4

I am trying to do sampling with replacement in Scala/Spark, defining the probabilities for each class.

This is how I would do it in R.

# Vector to sample from
x <- c("User1","User2","User3","User4","User5")

# Occurenciens from which to obtain sampling probabilities
y <- c(2,4,4,3,2)

# Calculate sampling probabilities
p <- y / sum(y)

# Draw sample with replacement of size 10
s <- sample(x, 10, replace = TRUE, prom = p)

# Which yields (for example):
[1] "User5" "User1" "User1" "User5" "User2" "User4" "User4" "User2" "User1" "User3"

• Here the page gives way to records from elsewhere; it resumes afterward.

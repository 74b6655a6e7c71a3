// Copyright (c) 2026 Bountyy Oy. All rights reserved.
// This software is proprietary and confidential.

//! Request synthesis from API documents: prefixes, parameter samples and
//! JSON request bodies.

use serde_json::{Map, Value};
use url::Url;

use super::model::{ApiSpec, OperationSpec, ParamSpec, PathEntry, SchemaSpec};

/// Methods that carry a synthesized request body
pub const BODY_METHODS: &[&str] = &["POST", "PUT", "PATCH", "DELETE"];

const JSON_CONTENT_TYPE: &str = "application/json";

/// A request derived from one path/operation pair.
#[derive(Debug, Clone, PartialEq)]
pub struct SynthesizedRequest {
    /// Upper-case HTTP method
    pub method: String,
    /// `addr + prefix + path[?query]`
    pub endpoint: String,
    pub headers: Vec<(String, String)>,
    pub body: Option<Vec<u8>>,
    pub content_type: Option<String>,
}

/// URL path of the first server entry, with server variables substituted.
/// Returns an empty string when there is no usable path.
pub fn api_spec_prefix(spec: &ApiSpec) -> String {
    let Some(server) = spec.servers.first() else {
        return String::new();
    };

    let mut url = server.url.clone();
    if url.contains('{') {
        for (name, var) in &server.variables {
            let placeholder = format!("{{{}}}", name);
            if !url.contains(&placeholder) {
                continue;
            }

            let value = var
                .default
                .as_deref()
                .or_else(|| var.enum_values.first().map(String::as_str))
                .unwrap_or("var");
            url = url.replace(&placeholder, value);
        }

        url = url.replace(['{', '}'], "");
    }

    let parsed = match Url::parse(&url) {
        Ok(parsed) => parsed,
        Err(url::ParseError::RelativeUrlWithoutBase) => {
            match Url::parse("http://localhost").and_then(|base| base.join(&url)) {
                Ok(parsed) => parsed,
                Err(_) => return String::new(),
            }
        }
        Err(_) => return String::new(),
    };

    let path = urlencoding::decode(parsed.path())
        .map(|p| p.into_owned())
        .unwrap_or_else(|_| parsed.path().to_string());

    if path.is_empty() || path == "/" {
        String::new()
    } else {
        path
    }
}

/// Path-level parameters overlaid with operation-level ones; an operation
/// parameter replaces a path parameter with the same location and name.
pub fn collect_parameters(entry: &PathEntry, op: &OperationSpec) -> Vec<ParamSpec> {
    let mut params: Vec<ParamSpec> = Vec::with_capacity(entry.parameters.len() + op.parameters.len());

    for param in entry.parameters.iter().chain(op.parameters.iter()) {
        match params.iter_mut().find(|p| p.key() == param.key()) {
            Some(existing) => *existing = param.clone(),
            None => params.push(param.clone()),
        }
    }

    params
}

pub fn substitute_path_params(api_path: &str, params: &[ParamSpec]) -> String {
    if !api_path.contains('{') {
        return api_path.to_string();
    }

    let mut path = api_path.to_string();
    for param in params.iter().filter(|p| p.location == "path") {
        let placeholder = format!("{{{}}}", param.name);
        if path.contains(&placeholder) {
            let value = param_string_for_schema(param.schema.as_ref());
            path = path.replace(&placeholder, &urlencoding::encode(&value));
        }
    }

    // unknown placeholders keep their name
    path.replace(['{', '}'], "")
}

/// Query string (without `?`) and headers for the `query` and `header` parameters.
pub fn build_query_and_headers(params: &[ParamSpec]) -> (String, Vec<(String, String)>) {
    let mut parts = Vec::new();
    let mut headers: Vec<(String, String)> = Vec::new();

    for param in params {
        match param.location.as_str() {
            "query" => {
                let value = param_value(param.schema.as_ref());
                parts.push(format!("{}={}", query_escape(&param.name), query_escape(&value)));
            }
            "header" => {
                let value = param_value(param.schema.as_ref());
                match headers.iter_mut().find(|(name, _)| name == &param.name) {
                    Some(header) => header.1 = value,
                    None => headers.push((param.name.clone(), value)),
                }
            }
            _ => {}
        }
    }

    (parts.join("&"), headers)
}

fn param_value(schema: Option<&SchemaSpec>) -> String {
    match schema {
        Some(s) if s.is_type("object") => {
            serde_json::to_string(&json_sample_for_schema(schema)).unwrap_or_else(|_| "{}".to_string())
        }
        _ => param_string_for_schema(schema),
    }
}

fn query_escape(value: &str) -> String {
    url::form_urlencoded::byte_serialize(value.as_bytes()).collect()
}

/// Sample JSON body and its content type. Only JSON media types produce a body.
pub fn dummy_request_body(op: &OperationSpec) -> Option<(Vec<u8>, String)> {
    let body = op.request_body.as_ref()?;

    let (content_type, schema) = match body.media_type(JSON_CONTENT_TYPE) {
        Some(schema) => (JSON_CONTENT_TYPE, schema),
        None => {
            let (ct, schema) = body.content.first()?;
            (ct.as_str(), schema)
        }
    };

    let schema = schema.as_ref()?;
    if !content_type.contains("json") {
        return None;
    }

    let data = serde_json::to_vec(&json_sample_for_schema(Some(schema))).ok()?;
    Some((data, content_type.to_string()))
}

How can I do the same in Scala / Spark?

Stefano
  • 41
  • 2

1 Answers1

1

Scala:

def weightedSampleWithReplacement[T](data: Array[T], 
                                     weights: Array[Double], 
                                     n: Int, 
                                     random: Random): Array[T] = {
  val cumWeights = weights.scanLeft(0.0)(_ + _)
  val cumProbs = cumWeights.map(_ / cumWeights.last)
  Array.fill(n) {
    val r = random.nextDouble()
    data(cumProbs.indexWhere(r < _) - 1)
  }
} 

Spark has an RDD.sample() method that can sample without replacement, though not with weights. You could probably adapt that method along the lines above to do this however.

Sean Owen
  • 6,664
  • 6
  • 33
  • 44